What Makes America Great
U.S. fears have led to an overhyping of the communist regime’s competence. One reason Beijing acceded to the phase one trade deal was to remedy a pork shortage of its own making.
Not only has China’s economic growth slowed down; there is strong evidence that its officials have overstated its growth rate by more than two percentage points annually for the last 12 years. The country’s total debt-to-GDP ratio now exceeds 300 percent, as continued fiscal stimulus has not yielded faster growth.
China’s bungled reaction to the new coronavirus highlights how the regime’s authoritarianism could sabotage its future. COVID-19 got out of control because local authorities in Wuhan ignored warnings from doctors. The city’s mayor did not tell citizens what was happening in late December—when doing so could have halted the virus’s spread—for fear of upsetting superiors in Beijing. Chinese authorities are now aggressively quarantining affected regions, but much of the damage has been done. Official data from February showed the sharpest monthly contraction in the country’s economic activity on record.

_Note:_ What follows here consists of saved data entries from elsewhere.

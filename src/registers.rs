//! Register IDs for GT911

macro_rules! register_id {
    ($name:ident, $addr:literal) => {
        $crate::paste::paste! {
            pub const [<$name:upper>]: u16 = $addr;
        }
    };
}

register_id!(CONFIG_VERSION, 0x8047);
register_id!(X_OUTPUT_MAX, 0x8048);
register_id!(Y_OUTPUT_MAX, 0x804A);
register_id!(TOUCH_NUMBER, 0x804C);
register_id!(MODULE_SWITCH_1, 0x804D);
register_id!(REFRESH_RATE, 0x8056);
register_id!(CONFIG_CHECKSUM, 0x80FF);
register_id!(CONFIG_FRESH, 0x8100);
register_id!(PRODUCT_ID, 0x8140);
register_id!(FIRMWARE_VERSION, 0x8144);
register_id!(VENDOR_ID, 0x814A);
register_id!(COORD_STATUS, 0x814E);
register_id!(POINT_1, 0x814F);
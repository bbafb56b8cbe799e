//! Pending-touch signal shared with the INT edge interrupt

use core::sync::atomic::{AtomicBool, Ordering};

/// Flag raised by the INT pin interrupt handler and consumed by the
/// session service routine
///
/// ```rust,ignore
/// static TOUCH_PENDING: gt911::PendingFlag = gt911::PendingFlag::new();
///
/// #[interrupt]
/// fn IO_IRQ_BANK0() {
///     // clear the pin interrupt, then
///     TOUCH_PENDING.raise();
/// }
/// ```
#[derive(Debug)]
pub struct PendingFlag {
    pending: AtomicBool,
}

impl PendingFlag {
    pub const fn new() -> PendingFlag {
        PendingFlag {
            pending: AtomicBool::new(false),
        }
    }

    /// Mark a touch report as pending; safe to call from interrupt context
    pub fn raise(&self) {
        self.pending.store(true, Ordering::Release);
    }

    /// Read and clear the flag
    ///
    /// The load and store run inside a critical section so a concurrent
    /// `raise()` is neither lost nor seen twice, including on cores without
    /// an atomic swap.
    pub fn take(&self) -> bool {
        critical_section::with(|_| {
            let pending = self.pending.load(Ordering::Acquire);
            self.pending.store(false, Ordering::Release);
            pending
        })
    }

    /// Peek at the flag without clearing it
    pub fn is_pending(&self) -> bool {
        self.pending.load(Ordering::Acquire)
    }
}

impl Default for PendingFlag {
    fn default() -> Self {
        Self::new()
    }
}
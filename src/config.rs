//! GT911 configuration block
//!
//! The configuration occupies the register range `CONFIG_VERSION` to
//! `CONFIG_CHECKSUM - 1`.  The byte at `CONFIG_CHECKSUM` holds the two's
//! complement of the sum of the block, and the block is only trusted when
//! that byte matches [`checksum`] over the received bytes.

use crate::registers;

/// Size of the configuration block in bytes
pub const CONFIG_LEN: usize = (registers::CONFIG_CHECKSUM - registers::CONFIG_VERSION) as usize;

const fn offset(reg: u16) -> usize {
    (reg - registers::CONFIG_VERSION) as usize
}

const X_RESOLUTION: usize = offset(registers::X_OUTPUT_MAX);
const Y_RESOLUTION: usize = offset(registers::Y_OUTPUT_MAX);
const TOUCH_NUMBER: usize = offset(registers::TOUCH_NUMBER);
const MODULE_SWITCH_1: usize = offset(registers::MODULE_SWITCH_1);
const REFRESH_RATE: usize = offset(registers::REFRESH_RATE);

/// Checksum used by the configuration block: `~sum + 1` over all bytes
pub fn checksum(bytes: &[u8]) -> u8 {
    let sum = bytes.iter().fold(0u8, |acc, b| acc.wrapping_add(*b));
    (!sum).wrapping_add(1)
}

/// Raw configuration block
///
/// Multi-byte fields are little-endian on the device.
#[derive(Clone, PartialEq, Eq)]
pub struct Config {
    bytes: [u8; CONFIG_LEN],
}

impl Config {
    /// Wrap a block read from the device
    pub fn from_bytes(bytes: [u8; CONFIG_LEN]) -> Config {
        Config { bytes }
    }

    pub fn as_bytes(&self) -> &[u8; CONFIG_LEN] {
        &self.bytes
    }

    /// Checksum over the bytes currently held
    pub fn checksum(&self) -> u8 {
        checksum(&self.bytes)
    }

    pub fn version(&self) -> u8 {
        self.bytes[0]
    }

    /// Maximum X output value
    pub fn x_resolution(&self) -> u16 {
        self.u16_at(X_RESOLUTION)
    }

    pub fn set_x_resolution(&mut self, v: u16) {
        self.set_u16_at(X_RESOLUTION, v)
    }

    /// Maximum Y output value
    pub fn y_resolution(&self) -> u16 {
        self.u16_at(Y_RESOLUTION)
    }

    pub fn set_y_resolution(&mut self, v: u16) {
        self.set_u16_at(Y_RESOLUTION, v)
    }

    /// Number of simultaneous touches reported (low nibble)
    pub fn touch_number(&self) -> u8 {
        self.bytes[TOUCH_NUMBER] & 0x0F
    }

    pub fn set_touch_number(&mut self, n: u8) {
        self.bytes[TOUCH_NUMBER] = (self.bytes[TOUCH_NUMBER] & 0xF0) | (n & 0x0F);
    }

    /// Module switch 1; the low two bits select the INT trigger edge
    pub fn module_switch_1(&self) -> u8 {
        self.bytes[MODULE_SWITCH_1]
    }

    /// Coordinate report period is `5 + refresh_rate` ms
    pub fn refresh_rate(&self) -> u8 {
        self.bytes[REFRESH_RATE] & 0x0F
    }

    fn u16_at(&self, at: usize) -> u16 {
        u16::from_le_bytes([self.bytes[at], self.bytes[at + 1]])
    }

    fn set_u16_at(&mut self, at: usize, v: u16) {
        self.bytes[at..at + 2].copy_from_slice(&v.to_le_bytes());
    }
}

impl core::fmt::Debug for Config {
    fn fmt(&self, f: &mut core::fmt::Formatter<'_>) -> core::fmt::Result {
        f.debug_struct("Config")
            .field("version", &self.version())
            .field("x_resolution", &self.x_resolution())
            .field("y_resolution", &self.y_resolution())
            .field("touch_number", &self.touch_number())
            .field("checksum", &self.checksum())
            .finish()
    }
}

#[cfg(feature = "defmt")]
impl defmt::Format for Config {
    fn format(&self, f: defmt::Formatter) {
        defmt::write!(
            f,
            "Config {{ version: {}, x_resolution: {}, y_resolution: {}, touch_number: {} }}",
            self.version(),
            self.x_resolution(),
            self.y_resolution(),
            self.touch_number()
        )
    }
}
impl<I2C> Gt911<I2C> {
    /// Create a new GT911 device
    ///
    /// `addr` must be the address the reset sequence selects, either
    /// [`DEFAULT_I2C_ADDR`] or [`ALT_I2C_ADDR`].
    pub fn new(i2c: I2C, addr: u8) -> Gt911<I2C> {
        Gt911 {
            i2c,
            addr,
            config: None,
        }
    }

    pub fn address(&self) -> u8 {
        self.addr
    }

    /// The last configuration block that passed validation
    pub fn loaded_config(&self) -> Option<&Config> {
        self.config.as_ref()
    }

    /// Release the I2C bus
    pub fn release(self) -> I2C {
        self.i2c
    }

    /// Run the power-on reset sequence, latching the I2C address
    ///
    /// The level of INT on the rising edge of RST selects the address. INT
    /// is left driven low; the caller switches it back to an input.
    pub fn reset<INT, RST, D>(&mut self, int_pin: &mut INT, rst_pin: &mut RST, delay: &mut D) -> Result<()>
    where
        INT: OutputPin,
        RST: OutputPin,
        D: DelayMs<u32> + DelayUs<u32>,
    {
        delay.delay_ms(1);
        int_pin.set_low().map_err(|_| Error::GPIOError)?;
        rst_pin.set_low().map_err(|_| Error::GPIOError)?;
        delay.delay_ms(11);
        if self.addr == ALT_I2C_ADDR {
            int_pin.set_high().map_err(|_| Error::GPIOError)?;
        } else {
            int_pin.set_low().map_err(|_| Error::GPIOError)?;
        }
        delay.delay_us(110);
        rst_pin.set_high().map_err(|_| Error::GPIOError)?;
        delay.delay_ms(6);
        int_pin.set_low().map_err(|_| Error::GPIOError)?;
        delay.delay_ms(51);
        Ok(())
    }
}

impl<I2C> Gt911<I2C>
where
    I2C: embedded_hal::blocking::i2c::Write,
{
    /// Reset the GT911 and check it acknowledges its address
    pub fn initialize<INT, RST, D>(&mut self, int_pin: &mut INT, rst_pin: &mut RST, delay: &mut D) -> Result<()>
    where
        INT: OutputPin,
        RST: OutputPin,
        D: DelayMs<u32> + DelayUs<u32>,
    {
        delay.delay_ms(300);
        self.reset(int_pin, rst_pin, delay)?;
        delay.delay_ms(200);
        self.probe()
    }

    /// Address the device without transferring data
    pub fn probe(&mut self) -> Result<()> {
        let res = self
            .i2c
            .write(self.addr, &registers::PRODUCT_ID.to_be_bytes())
            .map_err(|_| Error::BusError);
        #[cfg(feature = "defmt")]
        {
            if res.is_err() {
                defmt::warn!("GT911 at {=u8:#x} did not acknowledge", self.addr);
            }
        }
        res
    }

    /// Write to a `u8` register
    pub fn write_reg_u8(&mut self, reg_num: u16, value: u8) -> Result<()> {
        self.write_bytes(reg_num, &[value])
    }

    /// Write to a `u16` register
    pub fn write_reg_u16(&mut self, reg_num: u16, value: u16) -> Result<()> {
        self.write_bytes(reg_num, &value.to_le_bytes())
    }

    fn write_bytes(&mut self, reg_num: u16, data: &[u8]) -> Result<()> {
        let mut msg = [0u8; 2 + CONFIG_LEN];
        let len = 2 + data.len();
        msg[0..2].copy_from_slice(&reg_num.to_be_bytes());
        msg[2..len].copy_from_slice(data);
        self.i2c.write(self.addr, &msg[..len]).map_err(|_| Error::BusError)
    }

    /// Write a configuration block to the device
    ///
    /// Only writes when a block has been loaded with
    /// [`read_config`](Self::read_config) and `config` differs from it by
    /// checksum. The block is followed by its checksum and the config-fresh
    /// flag, which makes the device apply it. Returns whether a write
    /// occurred.
    pub fn write_config(&mut self, config: &Config) -> Result<bool> {
        let checksum = config.checksum();
        match &self.config {
            Some(loaded) if loaded.checksum() != checksum => {}
            _ => return Ok(false),
        }
        self.write_bytes(registers::CONFIG_VERSION, config.as_bytes())?;
        // checksum and the fresh flag go out in one transfer
        self.write_bytes(registers::CONFIG_CHECKSUM, &[checksum, CONFIG_FRESH_APPLY])?;
        self.config = Some(config.clone());
        Ok(true)
    }
}
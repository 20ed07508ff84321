use crate::errors::{SwiftError, SwiftResult};
use clap::Args as ClapArgs;
use std::{env, str::FromStr, time::Duration};

pub const DEFAULT_STORAGE_URL: &str = "http://127.0.0.1:8080/v1/AUTH_test";
pub const DEFAULT_CONCURRENCY: usize = 25;
pub const DEFAULT_TIMEOUT_SECS: u64 = 30;

/// Centralized client configuration.
/// Combines environment variables and CLI arguments.
#[derive(Debug, Clone)]
pub struct SwiftConfig {
    /// Storage endpoint every container path is relative to.
    pub storage_url: String,
    /// Pre-issued token sent as `X-Auth-Token`.
    pub auth_token: Option<String>,
    /// Upper bound on in-flight requests of a batch.
    pub concurrency: usize,
    pub timeout_secs: u64,
}

/// Connection flags, shared by every binary subcommand.
#[derive(ClapArgs, Debug, Default, Clone)]
pub struct ConnectionArgs {
    /// Storage URL (overrides SWIFT_STORAGE_URL)
    #[arg(long, global = true)]
    pub storage_url: Option<String>,

    /// Auth token (overrides SWIFT_AUTH_TOKEN)
    #[arg(long, global = true)]
    pub auth_token: Option<String>,

    /// Max concurrent requests per batch (overrides SWIFT_CONCURRENCY)
    #[arg(long, global = true)]
    pub concurrency: Option<usize>,

    /// Request timeout in seconds (overrides SWIFT_TIMEOUT_SECS)
    #[arg(long, global = true)]
    pub timeout_secs: Option<u64>,
}

impl SwiftConfig {
    pub fn new(storage_url: impl Into<String>) -> Self {
        Self {
            storage_url: storage_url.into(),
            auth_token: None,
            concurrency: DEFAULT_CONCURRENCY,
            timeout_secs: DEFAULT_TIMEOUT_SECS,
        }
    }

    pub fn with_auth_token(mut self, token: impl Into<String>) -> Self {
        self.auth_token = Some(token.into());
        self
    }

    pub fn with_concurrency(mut self, concurrency: usize) -> Self {
        self.concurrency = concurrency.max(1);
        self
    }

    /// Read configuration from the environment only.
    pub fn from_env() -> SwiftResult<Self> {
        Self::from_env_and_args(ConnectionArgs::default())
    }

    /// Environment variables with CLI arguments taking precedence.
    pub fn from_env_and_args(args: ConnectionArgs) -> SwiftResult<Self> {
        // --- Environment fallback ---
        let env_url = env::var("SWIFT_STORAGE_URL").unwrap_or_else(|_| DEFAULT_STORAGE_URL.into());
        let env_token = env::var("SWIFT_AUTH_TOKEN").ok().filter(|t| !t.is_empty());
        let env_concurrency = parse_env("SWIFT_CONCURRENCY", DEFAULT_CONCURRENCY)?;
        let env_timeout = parse_env("SWIFT_TIMEOUT_SECS", DEFAULT_TIMEOUT_SECS)?;

        // --- Merge ---
        Ok(Self {
            storage_url: args.storage_url.unwrap_or(env_url),
            auth_token: args.auth_token.or(env_token),
            concurrency: args.concurrency.unwrap_or(env_concurrency).max(1),
            timeout_secs: args.timeout_secs.unwrap_or(env_timeout),
        })
    }

    pub fn timeout(&self) -> Duration {
        Duration::from_secs(self.timeout_secs)
    }
}

fn parse_env<T: FromStr>(name: &str, default: T) -> SwiftResult<T> {
    match env::var(name) {
        Ok(value) => value
            .trim()
            .parse::<T>()
            .map_err(|_| SwiftError::Config(format!("parsing {} value `{}`", name, value))),
        Err(env::VarError::NotPresent) => Ok(default),
        Err(err) => Err(SwiftError::Config(format!("reading {}: {}", name, err))),
    }
}
impl SwiftDriver {
    pub fn new(transport: Arc<dyn Transport>) -> Self {
        Self {
            transport,
            concurrency: crate::config::DEFAULT_CONCURRENCY,
        }
    }

    /// Driver over HTTP(S) for the configured endpoint.
    pub fn from_config(config: &SwiftConfig) -> SwiftResult<Self> {
        let transport = HttpTransport::new(config)?;
        Ok(Self::new(Arc::new(transport)).with_concurrency(config.concurrency))
    }

    /// Bound on in-flight requests during listing and batch deletion.
    pub fn with_concurrency(mut self, concurrency: usize) -> Self {
        self.concurrency = concurrency.max(1);
        self
    }

    pub fn transport(&self) -> &Arc<dyn Transport> {
        &self.transport
    }

    pub fn base_url(&self) -> &str {
        self.transport.base_url()
    }

    pub async fn request(&self, request: Request) -> SwiftResult<Response> {
        self.transport.send(request).await
    }

    pub async fn head(&self, path: &str, query: Query, headers: HeaderMap) -> SwiftResult<Response> {
        self.send(Method::HEAD, path, query, headers, None).await
    }

    pub async fn get(&self, path: &str, query: Query, headers: HeaderMap) -> SwiftResult<Response> {
        self.send(Method::GET, path, query, headers, None).await
    }

    pub async fn put(
        &self,
        path: &str,
        query: Query,
        headers: HeaderMap,
        body: Option<Bytes>,
    ) -> SwiftResult<Response> {
        self.send(Method::PUT, path, query, headers, body).await
    }

    pub async fn post(
        &self,
        path: &str,
        query: Query,
        headers: HeaderMap,
        body: Option<Bytes>,
    ) -> SwiftResult<Response> {
        self.send(Method::POST, path, query, headers, body).await
    }

    pub async fn copy(&self, path: &str, query: Query, headers: HeaderMap) -> SwiftResult<Response> {
        self.send(copy_method(), path, query, headers, None).await
    }

    pub async fn delete(
        &self,
        path: &str,
        query: Query,
        headers: HeaderMap,
        body: Option<Bytes>,
    ) -> SwiftResult<Response> {
        self.send(Method::DELETE, path, query, headers, body).await
    }

    /// Public URL of an object. Whether it is reachable depends on the
    /// container ACL; see `ObjectStore::object_url`.
    pub fn object_url(&self, object: &Object) -> String {
        format!("{}/{}", self.base_url(), object.path())
    }

    pub async fn container_exists(&self, container: &Container) -> SwiftResult<bool> {
        let response = self.head(container.name(), Query::new(), HeaderMap::new()).await?;
        interpret(&response, &status::CONTAINER_EXISTS)
    }

    /// Create (or re-create) a container; public containers get the public
    /// read ACL.
    pub async fn create_container(&self, container: &Container) -> SwiftResult<bool> {
        info!("Creating container \"{}\"", container.name());
        let response = self
            .put(container.name(), Query::new(), container.request_headers()?, None)
            .await?;
        interpret(&response, &status::CREATE_CONTAINER)
    }

    pub async fn get_container(&self, name: &str) -> SwiftResult<Option<Container>> {
        let response = self.head(name, Query::new(), HeaderMap::new()).await?;
        Ok(match interpret(&response, &status::GET_CONTAINER)? {
            Lookup::Found => Some(Container::from_headers(name, &response.headers)),
            Lookup::Missing => None,
        })
    }

    pub async fn update_container(&self, container: &Container) -> SwiftResult<bool> {
        info!("Updating container \"{}\"", container.name());
        let response = self
            .post(container.name(), Query::new(), container.request_headers()?, None)
            .await?;
        interpret(&response, &status::UPDATE_CONTAINER)
    }

    /// Empty the container, then delete it. A missing container counts as
    /// deleted.
    pub async fn delete_container(&self, container: &Container) -> SwiftResult<bool> {
        info!("Deleting container \"{}\"", container.name());

        // No delimiter: names ending in `/` are stored marker objects too.
        let handle = Arc::new(container.clone());
        let objects = self.get_objects(&handle, &ListOptions::default()).await?;
        self.delete_batch(objects.iter(), "Could not empty container").await?;

        let response = self
            .delete(container.name(), Query::new(), HeaderMap::new(), None)
            .await?;
        interpret(&response, &status::DELETE_CONTAINER)
    }

    pub async fn object_exists(&self, object: &Object) -> SwiftResult<bool> {
        let response = self.head(&object.path(), Query::new(), HeaderMap::new()).await?;
        interpret(&response, &status::OBJECT_EXISTS)
    }

    /// Local object handle; no request is made. Headers of `response`, when
    /// given, populate the object.
    pub fn create_object(
        &self,
        container: &Arc<Container>,
        name: &str,
        response: Option<&Response>,
    ) -> Object {
        match response {
            Some(response) => Object::from_response(container.clone(), name, &response.headers, None),
            None => Object::new(container.clone(), name),
        }
    }

    pub async fn get_object(
        &self,
        container: &Arc<Container>,
        name: &str,
    ) -> SwiftResult<Option<Object>> {
        let path = format!("{}/{}", container.name(), name);
        let response = self.head(&path, Query::new(), HeaderMap::new()).await?;
        Ok(match interpret(&response, &status::GET_OBJECT)? {
            Lookup::Found => Some(self.create_object(container, name, Some(&response))),
            Lookup::Missing => None,
        })
    }

    /// Download an object's content. `headers` are forwarded as-is.
    pub async fn get_object_content(&self, object: &Object, headers: HeaderMap) -> SwiftResult<Bytes> {
        let response = self.get(&object.path(), Query::new(), headers).await?;
        interpret(&response, &status::GET_OBJECT_CONTENT)?;
        Ok(response.body)
    }

    /// List a container and fetch every listed object's headers.
    ///
    /// Names ending in the delimiter are pseudo-directories and are built
    /// locally. Every other name costs one HEAD; those run concurrently and
    /// the result keeps the server's listing order. Any failed HEAD fails the
    /// whole listing.
    pub async fn get_objects(
        &self,
        container: &Arc<Container>,
        options: &ListOptions,
    ) -> SwiftResult<Vec<Object>> {
        info!(
            "Listing objects in container \"{}\" with {}",
            container.name(),
            options.describe()
        );

        let response = self
            .get(container.name(), options.to_query(), HeaderMap::new())
            .await?;
        let content = match interpret(&response, &status::LIST_OBJECTS)? {
            Listing::Entries => response.text(),
            Listing::Empty => return Ok(Vec::new()),
        };

        let mut entries = Vec::new();
        let mut requests = Vec::new();
        for name in content
            .trim()
            .split('\n')
            .map(|line| line.strip_suffix('\r').unwrap_or(line))
            .filter(|line| !line.is_empty())
        {
            let pseudo_dir = options
                .delimiter
                .as_deref()
                .is_some_and(|delimiter| !delimiter.is_empty() && name.ends_with(delimiter));
            let path = format!("{}/{}", container.name(), name);
            debug!("=> \"{}\"", path);

            if !pseudo_dir {
                requests.push((name.to_string(), Request::new(Method::HEAD, path)));
            }
            entries.push((name, pseudo_dir));
        }

        info!("Getting objects metadata");
        let results = batch::dispatch(self.transport.as_ref(), requests, self.concurrency).await;
        let report = batch::resolve(results, &status::LIST_OBJECT_HEAD);
        if !report.is_success() {
            return Err(SwiftError::Batch {
                context: format!(
                    "Could not get all objects for container \"{}\" with params {}",
                    container.name(),
                    options.describe()
                ),
                failures: report.failures,
            });
        }

        let mut fetched = report.resolved.into_iter();
        let mut objects = Vec::with_capacity(entries.len());
        for (name, pseudo_dir) in entries {
            if pseudo_dir {
                let mut object = Object::new(container.clone(), name);
                object.set_content_type(DIRECTORY_CONTENT_TYPE)?;
                objects.push(object);
            } else if let Some((name, _, response)) = fetched.next() {
                objects.push(self.create_object(container, &name, Some(&response)));
            }
        }

        Ok(objects)
    }

    /// Persist an object.
    ///
    /// The owning container is updated first. Objects with staged content
    /// are timestamped and uploaded; objects without only get their metadata
    /// updated.
    pub async fn update_object(&self, object: &mut Object) -> SwiftResult<bool> {
        self.update_container(object.container()).await?;

        if object.body().is_none() {
            return self.update_object_metadata(object).await;
        }

        object.set_last_modified(Utc::now())?;
        info!("Updating object \"{}\"", object.path());

        let response = self
            .put(
                &object.path(),
                Query::new(),
                object.upload_headers()?,
                object.body().cloned(),
            )
            .await?;
        interpret(&response, &status::UPDATE_OBJECT)
    }

    pub async fn update_object_metadata(&self, object: &Object) -> SwiftResult<bool> {
        info!("Updating metadata for \"{}\"", object.path());
        let response = self
            .post(&object.path(), Query::new(), object.update_headers()?, None)
            .await?;
        interpret(&response, &status::UPDATE_OBJECT_METADATA)
    }

    pub async fn delete_object(&self, object: &Object) -> SwiftResult<bool> {
        info!("Deleting \"{}\"", object.path());
        let response = self
            .delete(&object.path(), Query::new(), HeaderMap::new(), None)
            .await?;
        interpret(&response, &status::DELETE_OBJECT)
    }

    /// Delete objects concurrently and return how many were actually
    /// removed. Pseudo-directories are skipped and objects that were already
    /// gone are not counted; any other failure fails the batch.
    pub async fn delete_objects(&self, objects: &[Object]) -> SwiftResult<usize> {
        let stored = objects.iter().filter(|object| !object.is_pseudo_dir());
        self.delete_batch(stored, "Could not delete all objects").await
    }

    /// Server-side copy to `to_container/name`, returning the destination as
    /// read back after the copy.
    pub async fn copy_object(
        &self,
        object: &Object,
        to_container: &Arc<Container>,
        name: &str,
    ) -> SwiftResult<Option<Object>> {
        info!("Copying \"{}\" => \"{}/{}\"", object.path(), to_container.name(), name);

        // Swift unquotes the destination, so it is quoted like a request path.
        let destination = format!("/{}/{}", urlencoding::encode(to_container.name()), quote_path(name));
        let mut headers = HeaderMap::new();
        headers.insert(
            DESTINATION_HEADER,
            HeaderValue::from_str(&destination)
                .map_err(|_| SwiftError::InvalidHeader(format!("Destination: {}", destination)))?,
        );

        let response = self.copy(&object.path(), Query::new(), headers).await?;
        match interpret(&response, &status::COPY_OBJECT)? {
            PostAction::FetchDestination => self.get_object(to_container, name).await,
        }
    }

    async fn delete_batch<'a>(
        &self,
        objects: impl Iterator<Item = &'a Object>,
        context: &str,
    ) -> SwiftResult<usize> {
        let requests: Vec<(String, Request)> = objects
            .map(|object| {
                let path = object.path();
                debug!("Deleting \"{}\"", path);
                (path.clone(), Request::new(Method::DELETE, path))
            })
            .collect();

        if requests.is_empty() {
            return Ok(0);
        }

        let results = batch::dispatch(self.transport.as_ref(), requests, self.concurrency).await;
        let report = batch::resolve(results, &status::DELETE_OBJECTS_ENTRY);
        if !report.is_success() {
            return Err(SwiftError::Batch {
                context: context.to_string(),
                failures: report.failures,
            });
        }

        let removed = report
            .resolved
            .iter()
            .filter(|(_, outcome, _)| *outcome == Removal::Removed)
            .count();
        info!("Deleted {} objects", removed);
        Ok(removed)
    }

    async fn send(
        &self,
        method: Method,
        path: &str,
        query: Query,
        headers: HeaderMap,
        body: Option<Bytes>,
    ) -> SwiftResult<Response> {
        let request = Request::new(method, path)
            .with_query(query)
            .with_headers(headers)
            .with_body(body);
        self.transport.send(request).await
    }
}
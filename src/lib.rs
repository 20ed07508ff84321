//! Client for OpenStack Swift style object storage.
//!
//! [`ObjectStore`] is the entry point: it caches containers, guards against
//! requests that can only fail or surprise (public URLs of private objects,
//! empty uploads, copies onto self) and delegates to [`SwiftDriver`], which
//! speaks HTTP through a [`Transport`].
//!
//! ```no_run
//! # async fn run() -> swift_store::SwiftResult<()> {
//! use swift_store::{ListOptions, ObjectStore, SwiftConfig};
//!
//! let config = SwiftConfig::new("http://127.0.0.1:8080/v1/AUTH_test").with_auth_token("token");
//! let mut store = ObjectStore::from_config(&config)?;
//!
//! let container = store.create_container("photos", false).await?;
//! let mut object = store.create_object(&container, "2024/cat.jpg").await?;
//! object.set_local_file("cat.jpg").await?;
//! store.update_object(&mut object).await?;
//!
//! for object in store.get_objects(&container, ListOptions::new().prefix("2024").delimiter("/")).await? {
//!     println!("{}", store.object_url(&object)?);
//! }
//! # Ok(())
//! # }
//! ```

pub mod config;
pub mod errors;
pub mod models;
pub mod services;
pub mod transport;

pub use config::SwiftConfig;
pub use errors::{SwiftError, SwiftResult};
pub use models::{Container, Metadata, Object};
pub use services::{ListOptions, ObjectStore, SwiftDriver};
pub use transport::{HttpTransport, Request, Response, Transport};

For all the talk of China catching up to us technologically, a recent survey from Berkeley’s Institute of East Asian Studies concluded that “the gap between the United States and China remains substantial.” By China’s own rankings, the country is still lagging in areas such as artificial intelligence research. Indeed, China’s own illiberalism hampers its ability to catch up; U.S. researchers are better at international collaboration than their Chinese counterparts.
My Tufts colleague Michael Beckley says that Beijing’s recent military assertiveness is coming not from strength but from weakness—from a “profound unease among the country’s leaders, as they contend with their country’s first sustained economic slowdown in a generation and can discern no end in sight.” A surefire way to exacerbate Chinese bellicosity, Beckley notes, would be to close off the U.S. market to China.
Continuing to pursue a true break would harm both economies and worsen the security situation. U.S. policy makers need to restore their faith in the free enterprise system that made us the world’s richest country in the first place and worry less about the Middle Kingdom.
There are areas in which the prospect of weaponized interdependence means that some negotiated decoupling will be necessary. In those arenas, however, the United States will need the cooperation of its allies—because otherwise, China is likely to be the one setting global standards in 5G and other technical areas. The U.S.-China Trade Policy Working Group, a collection of economists and lawyers from both sides of the Pacific, has put forward a framework for managing the relationship. As for coping with predatory liberalism, Adam Silver’s change of tune in the face of a media firestorm shows that negative press attention is the best way to get U.S. firms to stop kowtowing to Chinese authorities.
As long as China’s government acts in a repressive manner, there can and should be limits to the economic relationship. In winner-take-all sectors, prohibiting Chinese predatory practices makes sense. Yet the United States trades with allies that have similarly abysmal human rights records, from Honduras to Saudi Arabia. During the Cold War, we cooperated with the Soviet Union on arms control, space research, and other areas.
The Chinese state is brutal, but the answer is not to repudiate our commitment to openness. The United States can negotiate from strength with China—so long as policy makers in Washington remember what makes America great.